Date of Conferral
2018
Degree
Ph.D.
School
Management
Advisor
Aridaman Jain
Abstract
From 2006 to 2016, an estimated average of 50% of big data analytics and decision support projects failed to deliver acceptable and actionable outputs to business users. The resulting management inefficiency came with high cost, and wasted investments estimated at $2.7 trillion in 2016 for companies in the United States. The purpose of this quantitative descriptive study was to examine the data model of a typical data analytics project in a big data environment for opportunities to improve the information created for management problem-solving. The research questions focused on finding artifacts within enterprise data to model key business scenarios for management action. The foundations of the study were information and decision sciences theories, especially information entropy and high-dimensional utility theories.

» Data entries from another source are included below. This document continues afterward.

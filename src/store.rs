//! File-backed corpus input and result persistence.
//!
//! The word list is a JSON array of strings, the feature specification is
//! the plain-text table described in `feature.rs`, and results are written
//! as one JSON file holding the full document set. Saving always replaces
//! the previous file atomically (write to a temp file in the same
//! directory, then persist over the target), so readers either see the old
//! complete set or the new one, never a mix.

use crate::engine::WordTokens;
use crate::errors::Result;
use crate::feature::FeatureDocument;
use serde::Serialize;
use std::fs::{self, File};
use std::io::{BufReader, BufWriter, Write};
use std::path::Path;
use tempfile::NamedTempFile;

/// Load the corpus word list from a JSON array of strings.
pub fn load_words(path: &Path) -> Result<Vec<String>> {
    let file = File::open(path)?;
    let words = serde_json::from_reader(BufReader::new(file))?;
    Ok(words)
}

/// Read a feature-specification file into its lines.
pub fn load_spec_lines(path: &Path) -> Result<Vec<String>> {
    let text = fs::read_to_string(path)?;
    Ok(text.lines().map(|l| l.to_string()).collect())
}

/// Atomically replace `path` with the full set of feature documents.
pub fn save_documents(path: &Path, documents: &[FeatureDocument]) -> Result<()> {
    save_json(path, documents)
}

/// Atomically replace `path` with the tokenized corpus.
pub fn save_word_tokens(path: &Path, corpus: &[WordTokens]) -> Result<()> {
    save_json(path, corpus)
}

fn save_json<T: Serialize + ?Sized>(path: &Path, value: &T) -> Result<()> {
    let parent = match path.parent() {
        Some(p) if !p.as_os_str().is_empty() => p,
        _ => Path::new("."),
    };
    fs::create_dir_all(parent)?;

    let temp_file = NamedTempFile::new_in(parent)?;
    {
        let mut writer = BufWriter::new(&temp_file);
        serde_json::to_writer_pretty(&mut writer, value)?;
        writer.flush()?;
    }
    temp_file.persist(path)?;
    Ok(())
}

#[cfg(test)]
mod tests {
    use super::*;
    use crate::feature::{GroupDocument, PointDocument};

    fn sample_document(name: &str) -> FeatureDocument {
        FeatureDocument {
            name: name.to_string(),
            tag: "konsonan".to_string(),
            plus: GroupDocument {
                polarity: "plus".to_string(),
                points: vec![PointDocument {
                    letter: "b".to_string(),
                    onset: Some(2),
                    coda: Some(1),
                    total: 3,
                }],
            },
            minus: GroupDocument { polarity: "minus".to_string(), points: vec![] },
        }
    }

    #[test]
    fn words_round_trip_through_json() {
        let dir = tempfile::tempdir().unwrap();
        let path = dir.path().join("words.json");
        fs::write(&path, r#"["bantu", "makan"]"#).unwrap();

        assert_eq!(load_words(&path).unwrap(), vec!["bantu", "makan"]);
    }

    #[test]
    fn spec_lines_are_split_on_newlines() {
        let dir = tempfile::tempdir().unwrap();
        let path = dir.path().join("fitur.txt");
        fs::write(&path, "b + -\nn - +\n").unwrap();

        assert_eq!(load_spec_lines(&path).unwrap(), vec!["b + -", "n - +"]);
    }

    #[test]
    fn save_replaces_the_previous_document_set() {
        let dir = tempfile::tempdir().unwrap();
        let path = dir.path().join("out").join("fiturs.json");

        save_documents(&path, &[sample_document("voice"), sample_document("nasal")]).unwrap();
        save_documents(&path, &[sample_document("lateral")]).unwrap();

        let text = fs::read_to_string(&path).unwrap();
        let docs: Vec<FeatureDocument> = serde_json::from_str(&text).unwrap();
        assert_eq!(docs.len(), 1);
        assert_eq!(docs[0].name, "lateral");
    }
}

The design-based research in a nonexperimental format was used to examine the data model for the functional forms that mapped the available data to the conceptual formulation of the management problem by combining ontology learning, data engineering, and analytic formulation methodologies. Semantic, symbolic, and dimensional extensions emerged as key functional forms of analytic extension of the data model. The data-modeling approach was applied to 15-terabyte secondary data set from a multinational medical product distribution company with profit growth problem. The extended data model simplified the composition of acceptable analytic insights, the derivation of business solutions, and the design of programs to address the ill-defined management problem. The implication for positive social change was the potential for overall improvement in management efficiency and increasing participation in advocacy and sponsorship of social initiatives.
Recommended Citation
Akpakpan, Nsikak Etim, "Analytic Extensions to the Data Model for Management Analytics and Decision Support in the Big Data Environment" (2018). Walden Dissertations and Doctoral Studies. 5538.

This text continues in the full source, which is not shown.